L’ultima produzione del Teatro Filodrammatici di Milano è AlbaNaia, con la drammaturgia di Bruno Fornasari e Tommaso Amadio, tratto dal romanzo di Augusto Bianchi Rizzi. Appena andato in scena in teatro, lo spettacolo vede la partecipazione del Coro ANA degli Alpini, coerentemente con l’oggetto dell’azione: la campagna italo-greca tra l’ottobre 1940 e l’aprile 1941.
Una guerra che da lampo diventa guerra di posizione, con gli alpini costretti a vivere in trune di ghiaccio e neve in cui non si poteva stare in piedi, ma camminare mezzi inginocchiati o star sdraiati. Una vita impossibile tra le montagne al confine tra Grecia e Albania, in cui il battaglione di cui fa parte Vittorio Bellei ha l’onore e l’onere di difendere la vetta più alta. Vittorio Bellei è un semplice medico milanese, convinto sostenitore dei motivi della guerra e dell’etica patriottico-fascista; talmente convinto da arruolarsi volontario per la guerra, lasciando a casa il figlio appena nato Giovanni e la moglie Nene. Parte che il piccolo è in fasce e nella culla, lo vede crescere attraverso le fotografie che la moglie gli manda in lettera, e si chiede sempre quando e se ci sarà il giorno in cui potrà riabbracciarli entrambi. Ma, paradossalmente, mai Bellei si domanda se la guerra è sbagliata o meno, mai mette in dubbio il suo dovere di compatriota e cittadino; neppure quando il suo gruppo originario di alpini con cui è partito ha il diritto di scendere dalla montagna, poiché ne arrivano altri a dar loro il cambio, ma non al medico, che resta sempre lui, ricevendo l’ordine di restare ancora lì, tra il ghiaccio e la neve, immobile, a domandarsi (quello sì):
Ma non ho diritto anch’io a un po’ di calore?
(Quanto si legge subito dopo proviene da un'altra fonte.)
// ============================================================================
// Round-Trip
// ============================================================================

#[test]
fn full_mesh_round_trips() {
    let buffers = DefaultBufferManager::new();
    let original = make_full_mesh(&buffers);
    let bytes = export_bytes(&original);

    let imported = MeshSerializer::new()
        .import("fixture.mesh", Cursor::new(bytes), &buffers)
        .unwrap();

    // Shared geometry.
    let shared = imported.shared_vertex_data.as_ref().unwrap();
    assert_eq!(shared.vertex_count, 6);
    assert_eq!(shared.binding_count(), 2);
    assert_eq!(shared.declaration.elements().len(), 3);
    assert_eq!(shared.declaration.vertex_size(0), 24);
    assert_eq!(shared.declaration.vertex_size(1), 8);

    // Vertex payloads are byte-identical.
    let original_shared = original.shared_vertex_data.as_ref().unwrap();
    for source in [0, 1] {
        assert_eq!(
            original_shared.binding(source).unwrap().borrow().bytes(),
            shared.binding(source).unwrap().borrow().bytes(),
            "source {source} payload"
        );
    }

    // Submeshes.
    assert_eq!(imported.submeshes.len(), 2);
    let hull = &imported.submeshes[0];
    assert_eq!(hull.material_name, "Fixtures/Hull");
    assert!(hull.use_shared_vertices);
    assert_eq!(hull.index_data.index_count, 6);
    assert_eq!(hull.index_data.index_type(), IndexType::U16);
    assert_eq!(hull.operation, OperationType::TriangleList);
    assert_eq!(hull.bone_assignments.len(), 1);
    assert_eq!(hull.bone_assignments[0].bone_index, 7);
    assert_eq!(hull.bone_assignments[0].weight, 0.75);

    let turret = &imported.submeshes[1];
    assert_eq!(turret.material_name, "Fixtures/Turret");
    assert!(!turret.use_shared_vertices);
    assert_eq!(turret.vertex_data.as_ref().unwrap().vertex_count, 4);
    assert_eq!(turret.index_data.index_count, 6);
    assert_eq!(turret.index_data.index_type(), IndexType::U32);
    assert_eq!(turret.operation, OperationType::TriangleStrip);

    // Index payload fidelity.
    assert_eq!(
        turret
            .index_data
            .buffer
            .as_ref()
            .unwrap()
            .borrow()
            .bytes(),
        bytemuck::cast_slice::<u32, u8>(&[0, 1, 2, 2, 3, 0])
    );

    // Skeleton link and mesh-level bone assignments.
    assert_eq!(imported.skeleton_name.as_deref(), Some("fixture.skeleton"));
    assert_eq!(imported.bone_assignments.len(), 1);
    assert_eq!(imported.bone_assignments[0].vertex_index, 0);

    // Generated LOD.
    let lod = imported.lod.as_ref().unwrap();
    assert!(!lod.manual);
    assert_eq!(lod.level_count(), 3);
    assert_eq!(lod.usages[0].from_depth, 100.0);
    assert_eq!(lod.usages[1].from_depth, 400.0);
    assert_eq!(hull.lod_face_lists.len(), 2);
    assert_eq!(hull.lod_face_lists[0].index_count, 3);
    assert_eq!(hull.lod_face_lists[0].index_type(), IndexType::U16);
    assert_eq!(turret.lod_face_lists[1].index_type(), IndexType::U32);

    // Bounds.
    let bounds = imported.bounds.unwrap();
    assert_eq!(bounds.aabb.min, Vec3::new(-1.0, -2.0, -3.0));
    assert_eq!(bounds.aabb.max, Vec3::new(1.0, 2.0, 3.0));
    assert_eq!(bounds.radius, 3.75);

    // Name table.
    assert_eq!(imported.submesh_index("hull"), Some(0));
    assert_eq!(imported.submesh_index("turret"), Some(1));

    // Edge lists, including the manual skip marker.
    assert_eq!(imported.edge_lists.len(), 3);
    assert_eq!(imported.edge_lists[0], Some(make_edge_data()));
    assert_eq!(imported.edge_lists[1], None);
    assert!(!imported.auto_build_edge_lists);
}

#[test]
fn manual_lod_round_trips() {
    let buffers = DefaultBufferManager::new();
    let mut mesh = Mesh::new("manual_lod.mesh");
    mesh.add_submesh(SubMesh {
        material_name: "Fixtures/Solid".to_string(),
        use_shared_vertices: false,
        vertex_data: Some(make_vertex_data(&buffers, 3)),
        index_data: make_index_data_u16(&buffers, &[0, 1, 2]),
        operation: OperationType::TriangleList,
        bone_assignments: Vec::new(),
        lod_face_lists: Vec::new(),
    });
    mesh.lod = Some(MeshLod {
        manual: true,
        usages: vec![
            LodUsage {
                from_depth: 50.0,
                manual_name: Some("manual_lod_1.mesh".to_string()),
            },
            LodUsage {
                from_depth: 200.0,
                manual_name: Some("manual_lod_2.mesh".to_string()),
            },
        ],
    });
    mesh.set_bounds(Vec3::ZERO, Vec3::ONE, 1.0);

    let bytes = export_bytes(&mesh);
    let imported = MeshSerializer::new()
        .import("manual_lod.mesh", Cursor::new(bytes), &buffers)
        .unwrap();

    let lod = imported.lod.as_ref().unwrap();
    assert!(lod.manual);
    assert_eq!(lod.usages[0].manual_name.as_deref(), Some("manual_lod_1.mesh"));
    assert_eq!(lod.usages[1].manual_name.as_deref(), Some("manual_lod_2.mesh"));
    assert!(imported.submeshes[0].lod_face_lists.is_empty());
}

// ============================================================================
// Chunk Self-Delimitation
// ============================================================================

fn chunk_at(bytes: &[u8], offset: usize) -> (u16, u32) {
    let id = u16::from_le_bytes([bytes[offset], bytes[offset + 1]]);
    let length = u32::from_le_bytes([
        bytes[offset + 2],
        bytes[offset + 3],
        bytes[offset + 4],
        bytes[offset + 5],
    ]);
    (id, length)
}

#[test]
fn top_level_chunks_tile_the_stream() {
    let buffers = DefaultBufferManager::new();
    let bytes = export_bytes(&make_full_mesh(&buffers));

    let (id, header_len) = chunk_at(&bytes, 0);
    assert_eq!(id, M_HEADER);
    let (id, mesh_len) = chunk_at(&bytes, header_len as usize);
    assert_eq!(id, M_MESH);
    assert_eq!(header_len as usize + mesh_len as usize, bytes.len());
}

#[test]
fn mesh_children_tile_the_mesh_chunk() {
    let buffers = DefaultBufferManager::new();
    let bytes = export_bytes(&make_full_mesh(&buffers));

    let (_, header_len) = chunk_at(&bytes, 0);
    let mesh_start = header_len as usize;
    let (_, mesh_len) = chunk_at(&bytes, mesh_start);
    let mesh_end = mesh_start + mesh_len as usize;

    // Walk the mesh chunk's children by declared length alone; the bool
    // skeletal flag precedes the first child. Every landing point must be a
    // known child id, and the walk must end exactly at the chunk boundary.
    let known = [
        M_GEOMETRY,
        M_SUBMESH,
        M_MESH_SKELETON_LINK,
        M_MESH_BONE_ASSIGNMENT,
        M_MESH_LOD,
        M_MESH_BOUNDS,
        M_SUBMESH_NAME_TABLE,
        M_EDGE_LISTS,
    ];
    let mut offset = mesh_start + CHUNK_HEADER_SIZE as usize + 1;
    let mut seen = Vec::new();
    while offset < mesh_end {
        let (id, length) = chunk_at(&bytes, offset);
        assert!(
            known.contains(&id),
            "unexpected chunk {id:#06x} at offset {offset}"
        );
        assert!(length >= CHUNK_HEADER_SIZE);
        seen.push(id);
        offset += length as usize;
    }
    assert_eq!(offset, mesh_end, "children must tile the mesh chunk exactly");
    assert_eq!(seen.iter().filter(|&&id| id == M_SUBMESH).count(), 2);
    assert!(seen.contains(&M_MESH_BOUNDS));
    assert!(seen.contains(&M_EDGE_LISTS));
}

// ============================================================================
// Unknown-Chunk Skip
// ============================================================================

#[test]
fn unknown_trailing_chunk_is_ignored() {
    let buffers = DefaultBufferManager::new();
    let mut bytes = export_bytes(&make_full_mesh(&buffers));

    // Splice an unknown chunk inside the mesh chunk, after all known
    // children, as a newer writer would.
    let mut unknown = ChunkWriter::new();
    unknown.begin_chunk(0xF00D);
    unknown.write_u32(0xAAAA_5555);
    unknown.end_chunk().unwrap();
    let unknown = unknown.finish().unwrap();

    let (_, header_len) = chunk_at(&bytes, 0);
    let mesh_start = header_len as usize;
    let (_, mesh_len) = chunk_at(&bytes, mesh_start);
    bytes.extend_from_slice(&unknown);
    let patched_len = mesh_len + unknown.len() as u32;
    bytes[mesh_start + 2..mesh_start + 6].copy_from_slice(&patched_len.to_le_bytes());

    let imported = MeshSerializer::new()
        .import("fixture.mesh", Cursor::new(bytes), &buffers)
        .unwrap();
    assert_eq!(imported.submeshes.len(), 2);
    assert!(imported.bounds.is_some());
}

// ============================================================================
// Version Compatibility
// ============================================================================

/// Minimal legacy-dialect stream: one vertex with a 2D texcoord set, one
/// shared-vertex submesh, bounds.
fn legacy_stream(sentinel: &str, u: f32, v: f32) -> Vec<u8> {
    let mut w = ChunkWriter::new();
    w.begin_chunk(M_HEADER);
    w.write_string(sentinel);
    w.end_chunk().unwrap();

    w.begin_chunk(M_MESH);
    w.write_bool(false);

    w.begin_chunk(M_GEOMETRY);
    w.write_u32(1);
    // Inline position.
    w.write_f32(1.0);
    w.write_f32(2.0);
    w.write_f32(3.0);
    w.begin_chunk(M_GEOMETRY_TEXCOORDS);
    w.write_u16(2);
    w.write_f32(u);
    w.write_f32(v);
    w.end_chunk().unwrap();
    w.end_chunk().unwrap();

    w.begin_chunk(M_SUBMESH);
    w.write_string("Legacy/Mat");
    w.write_bool(true);
    w.write_u32(0);
    w.write_bool(false);
    w.begin_chunk(M_SUBMESH_OPERATION);
    w.write_u16(OperationType::TriangleList.to_disk());
    w.end_chunk().unwrap();
    w.end_chunk().unwrap();

    w.begin_chunk(M_MESH_BOUNDS);
    for value in [-1.0f32, -1.0, -1.0, 1.0, 1.0, 1.0, 1.8] {
        w.write_f32(value);
    }
    w.end_chunk().unwrap();

    w.end_chunk().unwrap();
    w.finish().unwrap()
}

fn imported_texcoords(bytes: Vec<u8>) -> (f32, f32) {
    let buffers = DefaultBufferManager::new();
    let mesh = MeshSerializer::new()
        .import("legacy.mesh", Cursor::new(bytes), &buffers)
        .unwrap();
    let shared = mesh.shared_vertex_data.as_ref().unwrap();
    let element = shared
        .declaration
        .find_element_by_semantic(VertexElementSemantic::TexCoords, 0)
        .unwrap();
    let buffer = shared.binding(element.source).unwrap();
    let buffer = buffer.borrow();
    let coords: &[f32] = bytemuck::cast_slice(buffer.bytes());
    (coords[0], coords[1])
}

#[test]
fn v1_1_reader_flips_texcoord_v() {
    let stored_v = 0.2f32;
    let (u, v) = imported_texcoords(legacy_stream("[MeshSerializer_v1.10]", 0.7, stored_v));
    assert_eq!(u, 0.7);
    assert_eq!(v, 1.0 - stored_v);
}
Vittorio Bellei è Tomaso Amadio, co-autore del testo e attore protagonista, perfettamente calato nella parte di questo uomo tutto d’un pezzo, ed anche in quelle dei compagni di sciagura di Vittorio, come Nico e Marrazzi, gli altri alpini veneti e bresciani di cui rifa le voci e gli accenti in modo preciso e variegato. Vede morire i suoi amici Vittorio, li vede morire perché colpiti in battaglia o allontanarsi volutamente da una guerra assurda che a un certo punto diventa praticamente uno stillicidio. Più di trentamila i soldati che disertarono durante la campagna greca e in generale il costo delle vite fu altissimo quanto inutile, all’alba di quella che poi sarebbe stata un’altra disfatta per l’esericito italiano, ossia la campagna russa.
La sensazione di impotenza insieme all’orrore per la guerra e per la stupidità umana, che durante le guerre abbonda sovrana, causando facili errori (come gli aerei italiani che bombardano i propri accampamenti o lo sperpero inutile di vite e forze), procurando vantaggi soltanto a pochi eletti, durante lo spettacolo si fa preponderante. Sale l’angoscia per l’immobilità degli alpini e con essa sale il freddo: un freddo che ti penetra nelle ossa, andandosi a incuneare per sempre nel cuore, nella testa, nei ricordi immutabili di chi quell’esperienza terribile lìha vissuta davvero. A noi spettatori e ascoltatori restano i brividi, fortissimi, nell’ascoltare queste narrazioni che hanno dell’incredibile, ma purtroppo, vere; brividi che sono sopportabili soltanto grazie al canto degli Alpini, che risuona caldo, commosso e commovente, un vero balsamo per un animo che altrimenti diventerebbe più duro del ghiaccio delle vette delle più alte montagne.
Una curiosità: pare sia stato lo scrittore a chiedere ai due drammaturghi a trarre uno spettacolo dal suo romanzo, edito Mursia, e che i due abbiano accettato, dopo un’iniziale perplessità. Una volontà di testimonianza che non si può che applaudire.